TASK OBJECTIVE: Begin with the line that holds "a bidirectional map". Write out every line from there to the end of the listing below, word for word.
►
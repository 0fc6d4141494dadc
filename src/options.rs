/// Options for setting a key-value pair on a bidirectional map
#[derive(Debug, Clone, Copy, Default, PartialEq, Eq)]
#[cfg_attr(
    feature = "serde",
    derive(serde::Serialize, serde::Deserialize),
    serde(default)
)]
pub struct SetOptions {
    /// Set the pair even if the value is already bound to another key.
    ///
    /// This can remove other entries from the map. Defaults to `false`.
    pub force: bool,
}

impl SetOptions {
    /// Options that permit evicting conflicting entries
    #[must_use]
    pub const fn forced() -> Self {
        Self { force: true }
    }
}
◄
WRITTEN SOLUTION:
/// Options for setting a key-value pair on a bidirectional map
#[derive(Debug, Clone, Copy, Default, PartialEq, Eq)]
#[cfg_attr(
    feature = "serde",
    derive(serde::Serialize, serde::Deserialize),
    serde(default)
)]
pub struct SetOptions {
    /// Set the pair even if the value is already bound to another key.
    ///
    /// This can remove other entries from the map. Defaults to `false`.
    pub force: bool,
}

impl SetOptions {
    /// Options that permit evicting conflicting entries
    #[must_use]
    pub const fn forced() -> Self {
        Self { force: true }
    }
}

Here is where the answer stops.